SOURCE MATERIAL:
++++

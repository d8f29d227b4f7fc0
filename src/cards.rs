use std::fmt;

use once_cell::sync::Lazy;

use crate::error::{PokerError, PokerResult};

pub const RANKS_STR: &str = "23456789TJQKA";

/// Card ranks, 0-indexed from Two so that rank values double as array indices.
#[derive(Debug, Clone, Copy, PartialEq, Eq, PartialOrd, Ord, Hash)]
pub enum Rank {
    Two = 0,
    Three = 1,
    Four = 2,
    Five = 3,
    Six = 4,
    Seven = 5,
    Eight = 6,
    Nine = 7,
    Ten = 8,
    Jack = 9,
    Queen = 10,
    King = 11,
    Ace = 12,
}

impl Rank {
    pub fn from_char(c: char) -> PokerResult<Rank> {
        match c {
            '2' => Ok(Rank::Two),
            '3' => Ok(Rank::Three),
            '4' => Ok(Rank::Four),
            '5' => Ok(Rank::Five),
            '6' => Ok(Rank::Six),
            '7' => Ok(Rank::Seven),
            '8' => Ok(Rank::Eight),
            '9' => Ok(Rank::Nine),
            'T' => Ok(Rank::Ten),
            'J' => Ok(Rank::Jack),
            'Q' => Ok(Rank::Queen),
            'K' => Ok(Rank::King),
            'A' => Ok(Rank::Ace),
            _ => Err(PokerError::InvalidRank(c)),
        }
    }

    pub fn from_index(index: u8) -> Option<Rank> {
        ALL_RANKS.get(index as usize).copied()
    }

    pub fn to_char(self) -> char {
        match self {
            Rank::Two => '2',
            Rank::Three => '3',
            Rank::Four => '4',
            Rank::Five => '5',
            Rank::Six => '6',
            Rank::Seven => '7',
            Rank::Eight => '8',
            Rank::Nine => '9',
            Rank::Ten => 'T',
            Rank::Jack => 'J',
            Rank::Queen => 'Q',
            Rank::King => 'K',
            Rank::Ace => 'A',
        }
    }

    pub fn name(self) -> &'static str {
        match self {
            Rank::Two => "Two",
            Rank::Three => "Three",
            Rank::Four => "Four",
            Rank::Five => "Five",
            Rank::Six => "Six",
            Rank::Seven => "Seven",
            Rank::Eight => "Eight",
            Rank::Nine => "Nine",
            Rank::Ten => "Ten",
            Rank::Jack => "Jack",
            Rank::Queen => "Queen",
            Rank::King => "King",
            Rank::Ace => "Ace",
        }
    }

    pub fn index(self) -> u8 {
        self as u8
    }
}

pub const ALL_RANKS: [Rank; 13] = [
    Rank::Two,
    Rank::Three,
    Rank::Four,
    Rank::Five,
    Rank::Six,
    Rank::Seven,
    Rank::Eight,
    Rank::Nine,
    Rank::Ten,
    Rank::Jack,
    Rank::Queen,
    Rank::King,
    Rank::Ace,
];

#[derive(Debug, Clone, Copy, PartialEq, Eq, PartialOrd, Ord, Hash)]
pub enum Suit {
    Spades = 0,
    Hearts = 1,
    Diamonds = 2,
    Clubs = 3,
}

impl Suit {
    pub fn from_char(c: char) -> PokerResult<Suit> {
        match c.to_ascii_lowercase() {
            's' => Ok(Suit::Spades),
            'h' => Ok(Suit::Hearts),
            'd' => Ok(Suit::Diamonds),
            'c' => Ok(Suit::Clubs),
            _ => Err(PokerError::InvalidSuit(c)),
        }
    }

    pub fn to_char(self) -> char {
        match self {
            Suit::Spades => 's',
            Suit::Hearts => 'h',
            Suit::Diamonds => 'd',
            Suit::Clubs => 'c',
        }
    }

    pub fn symbol(self) -> &'static str {
        match self {
            Suit::Spades => "\u{2660}",
            Suit::Hearts => "\u{2665}",
            Suit::Diamonds => "\u{2666}",
            Suit::Clubs => "\u{2663}",
        }
    }

    pub fn index(self) -> u8 {
        self as u8
    }
}

pub const ALL_SUITS: [Suit; 4] = [Suit::Spades, Suit::Hearts, Suit::Diamonds, Suit::Clubs];

/// An immutable playing card. Equality, hashing and ordering all follow the
/// card id (`rank * 4 + suit`), so two cards are the same card iff they share
/// rank and suit.
#[derive(Debug, Clone, Copy, PartialEq, Eq, PartialOrd, Ord, Hash)]
pub struct Card {
    pub rank: Rank,
    pub suit: Suit,
}

impl Card {
    pub const fn new(rank: Rank, suit: Suit) -> Card {
        Card { rank, suit }
    }

    /// Canonical id in 0..52.
    #[inline]
    pub fn id(&self) -> u8 {
        self.rank.index() * 4 + self.suit.index()
    }

    pub fn from_id(id: u8) -> Option<Card> {
        DECK.get(id as usize).copied()
    }

    #[inline]
    pub fn mask(&self) -> u64 {
        1u64 << self.id()
    }

    pub fn pretty(&self) -> String {
        format!("{}{}", self.rank.to_char(), self.suit.symbol())
    }
}

impl fmt::Display for Card {
    fn fmt(&self, f: &mut fmt::Formatter<'_>) -> fmt::Result {
        write!(f, "{}{}", self.rank.to_char(), self.suit.to_char())
    }
}

impl serde::Serialize for Card {
    fn serialize<S: serde::Serializer>(&self, serializer: S) -> Result<S::Ok, S::Error> {
        serializer.collect_str(self)
    }
}

/// The 52-card deck, ordered by card id. Built once per process.
pub static DECK: Lazy<[Card; 52]> = Lazy::new(|| {
    let mut cards = [Card::new(Rank::Two, Suit::Spades); 52];
    for &r in &ALL_RANKS {
        for &s in &ALL_SUITS {
            let card = Card::new(r, s);
            cards[card.id() as usize] = card;
        }
    }
    cards
});

/// Bitmask with one bit per card id.
pub fn mask_of(cards: &[Card]) -> u64 {
    cards.iter().fold(0u64, |m, c| m | c.mask())
}

/// Every deck card not present in `dead`, in id order.
pub fn remaining_cards(dead: &[Card]) -> Vec<Card> {
    let dead_mask = mask_of(dead);
    DECK.iter()
        .copied()
        .filter(|c| dead_mask & c.mask() == 0)
        .collect()
}

/// Returns the first card that appears more than once across all groups.
pub fn find_duplicate<'a, I>(groups: I) -> Option<Card>
where
    I: IntoIterator<Item = &'a [Card]>,
{
    let mut seen = 0u64;
    for group in groups {
        for card in group {
            if seen & card.mask() != 0 {
                return Some(*card);
            }
            seen |= card.mask();
        }
    }
    None
}

pub fn parse_card(notation: &str) -> PokerResult<Card> {
    let notation = notation.trim();
    let chars: Vec<char> = notation.chars().collect();
    let (rank_char, suit_char) = match chars.as_slice() {
        [r, s] => (r.to_ascii_uppercase(), *s),
        ['1', '0', s] => ('T', *s),
        _ => return Err(PokerError::InvalidCardNotation(notation.to_string())),
    };
    let rank = Rank::from_char(rank_char)?;
    let suit = Suit::from_char(suit_char)?;
    Ok(Card::new(rank, suit))
}

/// Parses a run of concatenated cards such as `"AsKd5c"` or `"As Kd, 5c"`.
/// `"-"` and the empty string parse to no cards.
pub fn parse_cards(notation: &str) -> PokerResult<Vec<Card>> {
    let notation = notation.trim().replace([' ', ','], "").replace("10", "T");
    if notation.is_empty() || notation == "-" {
        return Ok(Vec::new());
    }
    if notation.len() % 2 != 0 {
        return Err(PokerError::InvalidBoardNotation(notation));
    }
    let chars: Vec<char> = notation.chars().collect();
    chars
        .chunks(2)
        .map(|pair| parse_card(&pair.iter().collect::<String>()))
        .collect()
}

pub fn parse_board(notation: &str) -> PokerResult<Vec<Card>> {
    let cards = parse_cards(notation)?;
    if cards.len() > 5 {
        return Err(PokerError::InvalidBoardNotation(notation.to_string()));
    }
    Ok(cards)
}

pub fn format_cards(cards: &[Card]) -> String {
    if cards.is_empty() {
        return "-".to_string();
    }
    cards.iter().map(|c| c.to_string()).collect::<Vec<_>>().join("")
}

pub fn simplify_hand(cards: &[Card]) -> PokerResult<String> {
    if cards.len() != 2 {
        return Err(PokerError::InvalidHandNotation(format_cards(cards)));
    }
    let (c1, c2) = (cards[0], cards[1]);
    let (r1, r2) = if c1.rank >= c2.rank {
        (c1.rank, c2.rank)
    } else {
        (c2.rank, c1.rank)
    };

    if r1 == r2 {
        return Ok(format!("{}{}", r1.to_char(), r2.to_char()));
    }

    let suffix = if c1.suit == c2.suit { "s" } else { "o" };
    Ok(format!("{}{}{}", r1.to_char(), r2.to_char(), suffix))
}

pub fn hand_combos(notation: &str) -> PokerResult<Vec<(Card, Card)>> {
    let notation = notation.trim();
    let chars: Vec<char> = notation.chars().collect();

    // Pair notation: "AA"
    if chars.len() == 2 && chars[0] == chars[1] {
        let rank = Rank::from_char(chars[0])?;
        let mut combos = Vec::new();
        for i in 0..ALL_SUITS.len() {
            for j in (i + 1)..ALL_SUITS.len() {
                combos.push((Card::new(rank, ALL_SUITS[i]), Card::new(rank, ALL_SUITS[j])));
            }
        }
        return Ok(combos);
    }

    // Suited/offsuit notation: "AKs" or "AKo"
    if chars.len() == 3 {
        let r1 = Rank::from_char(chars[0])?;
        let r2 = Rank::from_char(chars[1])?;
        match chars[2] {
            's' => {
                return Ok(ALL_SUITS
                    .iter()
                    .map(|&s| (Card::new(r1, s), Card::new(r2, s)))
                    .collect())
            }
            'o' => {
                let mut combos = Vec::new();
                for &s1 in &ALL_SUITS {
                    for &s2 in &ALL_SUITS {
                        if s1 != s2 {
                            combos.push((Card::new(r1, s1), Card::new(r2, s2)));
                        }
                    }
                }
                return Ok(combos);
            }
            _ => {}
        }
    }

    // Specific cards: "AsKh"
    if chars.len() == 4 {
        let c1 = parse_card(&notation[..2])?;
        let c2 = parse_card(&notation[2..])?;
        return Ok(vec![(c1, c2)]);
    }

    Err(PokerError::InvalidHandNotation(notation.to_string()))
}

++++

WORK REQUIRED:
Retype the portion of the data above that starts on the line with "(c2.rank, c1.rank)" and finishes on the line with "for i in 0..ALL_SUITS.len()", including both of those lines.

EXERCISE OUTPUT:
        (c2.rank, c1.rank)
    };

    if r1 == r2 {
        return Ok(format!("{}{}", r1.to_char(), r2.to_char()));
    }

    let suffix = if c1.suit == c2.suit { "s" } else { "o" };
    Ok(format!("{}{}{}", r1.to_char(), r2.to_char(), suffix))
}

pub fn hand_combos(notation: &str) -> PokerResult<Vec<(Card, Card)>> {
    let notation = notation.trim();
    let chars: Vec<char> = notation.chars().collect();

    // Pair notation: "AA"
    if chars.len() == 2 && chars[0] == chars[1] {
        let rank = Rank::from_char(chars[0])?;
        let mut combos = Vec::new();
        for i in 0..ALL_SUITS.len() {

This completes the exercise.